▶ **Exercise goal**: Among the lines of data below, reproduce only those from the one with "#[derive(Clone, Copy)]" through the one with "or attribute name.", exactly as they stand, both ends included.

▶ **Provided information**:
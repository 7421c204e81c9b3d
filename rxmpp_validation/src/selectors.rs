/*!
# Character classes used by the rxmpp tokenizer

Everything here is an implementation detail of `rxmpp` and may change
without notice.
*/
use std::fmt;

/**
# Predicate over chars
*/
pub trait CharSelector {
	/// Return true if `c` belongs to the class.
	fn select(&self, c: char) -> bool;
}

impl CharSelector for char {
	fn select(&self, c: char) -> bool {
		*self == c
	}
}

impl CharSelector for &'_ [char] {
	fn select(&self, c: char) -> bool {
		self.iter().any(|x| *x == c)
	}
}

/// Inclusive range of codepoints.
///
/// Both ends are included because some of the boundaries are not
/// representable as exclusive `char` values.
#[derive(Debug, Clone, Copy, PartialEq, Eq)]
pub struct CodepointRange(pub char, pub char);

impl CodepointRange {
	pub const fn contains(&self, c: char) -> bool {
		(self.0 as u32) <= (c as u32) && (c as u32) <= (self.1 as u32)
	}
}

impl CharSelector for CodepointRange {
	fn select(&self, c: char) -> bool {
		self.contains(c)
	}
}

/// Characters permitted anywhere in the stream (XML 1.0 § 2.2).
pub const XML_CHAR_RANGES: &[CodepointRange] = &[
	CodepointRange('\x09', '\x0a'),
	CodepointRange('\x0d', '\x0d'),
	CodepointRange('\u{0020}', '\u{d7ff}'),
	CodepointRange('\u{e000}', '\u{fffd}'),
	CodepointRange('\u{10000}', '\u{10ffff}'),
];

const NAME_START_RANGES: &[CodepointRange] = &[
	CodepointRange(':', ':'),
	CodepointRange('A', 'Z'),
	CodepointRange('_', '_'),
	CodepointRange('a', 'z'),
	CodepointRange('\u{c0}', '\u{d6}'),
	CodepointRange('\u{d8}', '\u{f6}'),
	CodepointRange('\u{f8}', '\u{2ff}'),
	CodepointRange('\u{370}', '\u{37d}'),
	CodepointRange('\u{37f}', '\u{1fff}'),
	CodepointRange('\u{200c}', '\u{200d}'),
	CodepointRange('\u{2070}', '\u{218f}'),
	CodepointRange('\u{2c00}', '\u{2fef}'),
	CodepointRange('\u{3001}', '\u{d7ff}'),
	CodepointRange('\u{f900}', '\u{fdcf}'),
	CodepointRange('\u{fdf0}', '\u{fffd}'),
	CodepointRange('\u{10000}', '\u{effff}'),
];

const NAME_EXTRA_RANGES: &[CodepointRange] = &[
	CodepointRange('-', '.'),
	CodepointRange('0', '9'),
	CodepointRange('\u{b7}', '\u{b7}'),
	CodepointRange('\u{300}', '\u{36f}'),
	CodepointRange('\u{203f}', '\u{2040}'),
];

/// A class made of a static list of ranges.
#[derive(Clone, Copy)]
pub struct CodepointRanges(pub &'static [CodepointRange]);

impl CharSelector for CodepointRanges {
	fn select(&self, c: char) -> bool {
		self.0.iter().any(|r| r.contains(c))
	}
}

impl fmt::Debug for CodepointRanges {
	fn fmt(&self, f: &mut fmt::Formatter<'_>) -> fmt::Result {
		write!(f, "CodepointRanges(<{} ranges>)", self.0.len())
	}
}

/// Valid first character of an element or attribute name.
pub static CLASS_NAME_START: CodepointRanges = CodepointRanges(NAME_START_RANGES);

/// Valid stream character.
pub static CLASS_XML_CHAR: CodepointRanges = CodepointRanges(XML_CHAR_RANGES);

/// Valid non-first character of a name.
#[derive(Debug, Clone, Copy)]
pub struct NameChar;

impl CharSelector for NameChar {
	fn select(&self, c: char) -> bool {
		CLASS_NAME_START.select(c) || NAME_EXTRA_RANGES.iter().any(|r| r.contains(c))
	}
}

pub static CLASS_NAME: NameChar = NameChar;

==

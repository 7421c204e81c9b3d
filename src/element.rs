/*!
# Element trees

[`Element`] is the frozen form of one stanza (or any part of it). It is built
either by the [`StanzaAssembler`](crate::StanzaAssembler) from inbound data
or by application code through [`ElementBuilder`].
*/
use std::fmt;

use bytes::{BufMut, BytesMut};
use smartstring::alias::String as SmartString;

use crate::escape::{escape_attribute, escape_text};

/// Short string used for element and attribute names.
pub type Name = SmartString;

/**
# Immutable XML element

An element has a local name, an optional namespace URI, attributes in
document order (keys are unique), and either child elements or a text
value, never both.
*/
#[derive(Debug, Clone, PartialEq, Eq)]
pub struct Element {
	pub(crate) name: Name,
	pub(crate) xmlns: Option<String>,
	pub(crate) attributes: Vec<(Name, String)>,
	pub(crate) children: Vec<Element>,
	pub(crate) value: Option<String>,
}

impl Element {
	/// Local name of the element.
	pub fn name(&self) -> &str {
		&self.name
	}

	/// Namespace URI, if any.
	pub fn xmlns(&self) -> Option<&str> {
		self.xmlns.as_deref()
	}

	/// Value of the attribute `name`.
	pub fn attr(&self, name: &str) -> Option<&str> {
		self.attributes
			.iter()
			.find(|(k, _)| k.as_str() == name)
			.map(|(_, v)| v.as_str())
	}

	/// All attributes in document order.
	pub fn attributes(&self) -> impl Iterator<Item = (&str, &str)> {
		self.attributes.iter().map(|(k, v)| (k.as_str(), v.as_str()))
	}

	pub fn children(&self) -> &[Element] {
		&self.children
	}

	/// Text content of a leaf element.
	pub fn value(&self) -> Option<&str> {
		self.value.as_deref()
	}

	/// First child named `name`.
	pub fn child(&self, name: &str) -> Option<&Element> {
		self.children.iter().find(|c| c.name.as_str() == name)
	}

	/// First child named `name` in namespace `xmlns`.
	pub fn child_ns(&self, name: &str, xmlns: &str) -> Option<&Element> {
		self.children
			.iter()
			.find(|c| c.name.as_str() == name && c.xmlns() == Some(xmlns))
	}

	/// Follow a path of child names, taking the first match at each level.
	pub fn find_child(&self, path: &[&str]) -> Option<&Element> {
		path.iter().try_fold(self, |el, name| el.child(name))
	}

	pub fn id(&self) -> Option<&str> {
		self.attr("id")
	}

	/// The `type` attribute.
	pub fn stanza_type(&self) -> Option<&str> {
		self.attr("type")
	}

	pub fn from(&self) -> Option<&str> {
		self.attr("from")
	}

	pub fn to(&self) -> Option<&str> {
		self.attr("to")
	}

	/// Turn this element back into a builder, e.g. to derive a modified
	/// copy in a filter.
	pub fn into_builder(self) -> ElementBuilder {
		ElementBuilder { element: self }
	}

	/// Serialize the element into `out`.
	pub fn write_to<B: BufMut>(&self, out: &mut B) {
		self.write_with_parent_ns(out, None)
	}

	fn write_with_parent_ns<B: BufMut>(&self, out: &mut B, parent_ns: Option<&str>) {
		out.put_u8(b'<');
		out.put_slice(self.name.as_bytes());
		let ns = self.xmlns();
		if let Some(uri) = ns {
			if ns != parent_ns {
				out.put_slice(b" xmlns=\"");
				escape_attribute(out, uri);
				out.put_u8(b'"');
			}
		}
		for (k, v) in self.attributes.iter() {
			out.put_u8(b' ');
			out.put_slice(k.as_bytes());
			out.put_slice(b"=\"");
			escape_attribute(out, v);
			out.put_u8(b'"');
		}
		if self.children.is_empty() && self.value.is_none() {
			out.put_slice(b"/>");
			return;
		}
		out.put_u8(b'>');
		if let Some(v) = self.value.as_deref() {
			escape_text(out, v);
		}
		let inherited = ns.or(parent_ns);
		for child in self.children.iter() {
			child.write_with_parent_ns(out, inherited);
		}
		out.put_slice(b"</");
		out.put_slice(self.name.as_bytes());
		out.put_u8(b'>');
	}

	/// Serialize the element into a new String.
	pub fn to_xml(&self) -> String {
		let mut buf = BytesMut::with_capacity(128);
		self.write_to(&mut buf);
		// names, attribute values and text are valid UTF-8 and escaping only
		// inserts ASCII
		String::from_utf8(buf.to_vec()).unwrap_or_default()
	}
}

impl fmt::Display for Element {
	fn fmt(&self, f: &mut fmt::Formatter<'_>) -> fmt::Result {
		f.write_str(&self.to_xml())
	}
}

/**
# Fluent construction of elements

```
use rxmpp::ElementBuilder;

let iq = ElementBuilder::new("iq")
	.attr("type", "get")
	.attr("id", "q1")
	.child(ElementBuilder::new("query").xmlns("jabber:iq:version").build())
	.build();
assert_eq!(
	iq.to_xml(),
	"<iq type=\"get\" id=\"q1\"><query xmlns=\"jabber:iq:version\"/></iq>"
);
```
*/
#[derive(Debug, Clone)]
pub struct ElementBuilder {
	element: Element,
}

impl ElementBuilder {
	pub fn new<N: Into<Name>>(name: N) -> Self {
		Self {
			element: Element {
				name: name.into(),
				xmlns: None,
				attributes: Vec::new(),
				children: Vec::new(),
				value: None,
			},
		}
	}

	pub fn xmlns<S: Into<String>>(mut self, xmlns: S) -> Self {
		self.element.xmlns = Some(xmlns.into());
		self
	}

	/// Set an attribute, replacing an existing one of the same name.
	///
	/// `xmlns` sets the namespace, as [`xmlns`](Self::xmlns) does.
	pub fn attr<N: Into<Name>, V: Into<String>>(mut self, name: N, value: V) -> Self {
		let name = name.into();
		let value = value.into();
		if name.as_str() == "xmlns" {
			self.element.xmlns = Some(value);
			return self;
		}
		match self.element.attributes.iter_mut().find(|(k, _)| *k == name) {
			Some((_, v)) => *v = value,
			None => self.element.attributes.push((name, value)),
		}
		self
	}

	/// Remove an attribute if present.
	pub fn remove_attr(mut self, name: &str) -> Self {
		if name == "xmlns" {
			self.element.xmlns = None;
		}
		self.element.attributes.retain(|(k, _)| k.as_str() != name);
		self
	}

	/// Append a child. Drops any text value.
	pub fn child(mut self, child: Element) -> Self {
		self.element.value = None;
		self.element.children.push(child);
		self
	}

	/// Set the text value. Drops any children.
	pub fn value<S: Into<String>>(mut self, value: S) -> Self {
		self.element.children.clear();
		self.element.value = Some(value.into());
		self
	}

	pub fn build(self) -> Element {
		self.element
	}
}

==

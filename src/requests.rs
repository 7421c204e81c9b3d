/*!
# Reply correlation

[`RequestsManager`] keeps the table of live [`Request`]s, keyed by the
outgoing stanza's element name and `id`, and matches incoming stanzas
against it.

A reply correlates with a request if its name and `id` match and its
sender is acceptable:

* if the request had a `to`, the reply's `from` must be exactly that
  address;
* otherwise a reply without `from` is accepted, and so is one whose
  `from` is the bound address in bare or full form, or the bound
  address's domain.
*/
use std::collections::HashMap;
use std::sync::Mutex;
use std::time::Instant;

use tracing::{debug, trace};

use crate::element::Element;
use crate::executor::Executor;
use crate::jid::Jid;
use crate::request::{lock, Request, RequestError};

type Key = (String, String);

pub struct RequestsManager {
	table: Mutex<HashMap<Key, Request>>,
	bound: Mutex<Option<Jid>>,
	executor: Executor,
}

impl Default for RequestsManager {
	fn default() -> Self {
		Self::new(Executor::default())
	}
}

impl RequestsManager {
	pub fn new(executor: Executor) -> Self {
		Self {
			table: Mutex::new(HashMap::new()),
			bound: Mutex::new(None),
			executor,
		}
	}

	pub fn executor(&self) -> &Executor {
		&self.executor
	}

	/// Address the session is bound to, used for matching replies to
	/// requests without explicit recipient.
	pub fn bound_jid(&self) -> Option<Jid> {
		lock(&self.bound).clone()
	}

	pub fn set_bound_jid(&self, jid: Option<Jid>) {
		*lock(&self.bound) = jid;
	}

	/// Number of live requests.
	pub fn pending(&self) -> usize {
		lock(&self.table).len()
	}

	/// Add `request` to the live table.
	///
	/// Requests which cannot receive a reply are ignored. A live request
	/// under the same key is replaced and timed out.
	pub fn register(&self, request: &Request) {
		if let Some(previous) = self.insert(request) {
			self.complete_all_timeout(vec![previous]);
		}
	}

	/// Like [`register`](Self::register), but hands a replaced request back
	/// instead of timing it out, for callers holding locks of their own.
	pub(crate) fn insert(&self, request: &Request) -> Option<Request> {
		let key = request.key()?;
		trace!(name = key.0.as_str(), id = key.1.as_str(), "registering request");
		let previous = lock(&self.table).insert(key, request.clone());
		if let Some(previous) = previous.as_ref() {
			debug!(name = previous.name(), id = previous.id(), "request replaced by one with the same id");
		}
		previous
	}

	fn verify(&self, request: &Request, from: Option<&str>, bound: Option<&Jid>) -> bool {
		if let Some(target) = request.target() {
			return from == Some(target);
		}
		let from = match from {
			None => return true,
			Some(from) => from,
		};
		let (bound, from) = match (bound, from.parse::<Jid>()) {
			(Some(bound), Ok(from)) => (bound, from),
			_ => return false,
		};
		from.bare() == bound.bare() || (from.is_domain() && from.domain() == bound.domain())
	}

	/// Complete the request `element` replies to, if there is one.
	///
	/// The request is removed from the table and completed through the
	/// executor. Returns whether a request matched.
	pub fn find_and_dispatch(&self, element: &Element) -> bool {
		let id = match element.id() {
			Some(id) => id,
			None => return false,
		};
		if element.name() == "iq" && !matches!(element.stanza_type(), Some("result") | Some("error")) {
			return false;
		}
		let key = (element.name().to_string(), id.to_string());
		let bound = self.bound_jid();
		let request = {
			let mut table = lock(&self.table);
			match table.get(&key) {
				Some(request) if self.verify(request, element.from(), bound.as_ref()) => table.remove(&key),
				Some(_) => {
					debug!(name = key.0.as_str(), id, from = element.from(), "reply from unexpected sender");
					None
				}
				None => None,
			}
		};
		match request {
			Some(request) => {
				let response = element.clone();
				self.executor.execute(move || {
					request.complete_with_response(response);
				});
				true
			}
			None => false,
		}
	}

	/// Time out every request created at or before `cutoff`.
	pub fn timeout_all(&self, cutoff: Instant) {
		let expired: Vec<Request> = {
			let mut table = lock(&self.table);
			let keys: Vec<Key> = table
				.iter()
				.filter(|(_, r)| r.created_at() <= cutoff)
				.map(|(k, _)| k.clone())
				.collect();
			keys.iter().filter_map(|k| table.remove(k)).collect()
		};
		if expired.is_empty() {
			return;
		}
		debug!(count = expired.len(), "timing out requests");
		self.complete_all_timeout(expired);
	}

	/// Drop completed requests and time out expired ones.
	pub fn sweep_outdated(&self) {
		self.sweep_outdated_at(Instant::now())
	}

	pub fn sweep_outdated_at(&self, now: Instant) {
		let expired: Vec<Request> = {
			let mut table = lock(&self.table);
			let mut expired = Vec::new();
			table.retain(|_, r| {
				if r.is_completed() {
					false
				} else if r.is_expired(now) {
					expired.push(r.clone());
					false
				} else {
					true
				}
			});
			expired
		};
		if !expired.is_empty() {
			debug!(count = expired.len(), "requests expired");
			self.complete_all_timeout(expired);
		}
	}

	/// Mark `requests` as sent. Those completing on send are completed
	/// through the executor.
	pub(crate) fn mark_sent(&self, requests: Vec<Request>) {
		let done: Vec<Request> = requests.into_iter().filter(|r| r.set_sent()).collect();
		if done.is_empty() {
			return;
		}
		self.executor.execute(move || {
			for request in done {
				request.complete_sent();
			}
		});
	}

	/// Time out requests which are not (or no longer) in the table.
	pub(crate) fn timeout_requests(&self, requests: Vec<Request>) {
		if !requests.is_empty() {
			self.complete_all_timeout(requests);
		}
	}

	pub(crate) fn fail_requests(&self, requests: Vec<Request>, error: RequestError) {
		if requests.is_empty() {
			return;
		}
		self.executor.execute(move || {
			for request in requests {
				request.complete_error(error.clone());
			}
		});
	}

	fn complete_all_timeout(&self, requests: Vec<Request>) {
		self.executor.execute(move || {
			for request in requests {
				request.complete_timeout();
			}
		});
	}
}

▶ **Your solution**:
#[derive(Clone, Copy)]
pub struct CodepointRanges(pub &'static [CodepointRange]);

impl CharSelector for CodepointRanges {
	fn select(&self, c: char) -> bool {
		self.0.iter().any(|r| r.contains(c))
	}
}

impl fmt::Debug for CodepointRanges {
	fn fmt(&self, f: &mut fmt::Formatter<'_>) -> fmt::Result {
		write!(f, "CodepointRanges(<{} ranges>)", self.0.len())
	}
}

/// Valid first character of an element or attribute name.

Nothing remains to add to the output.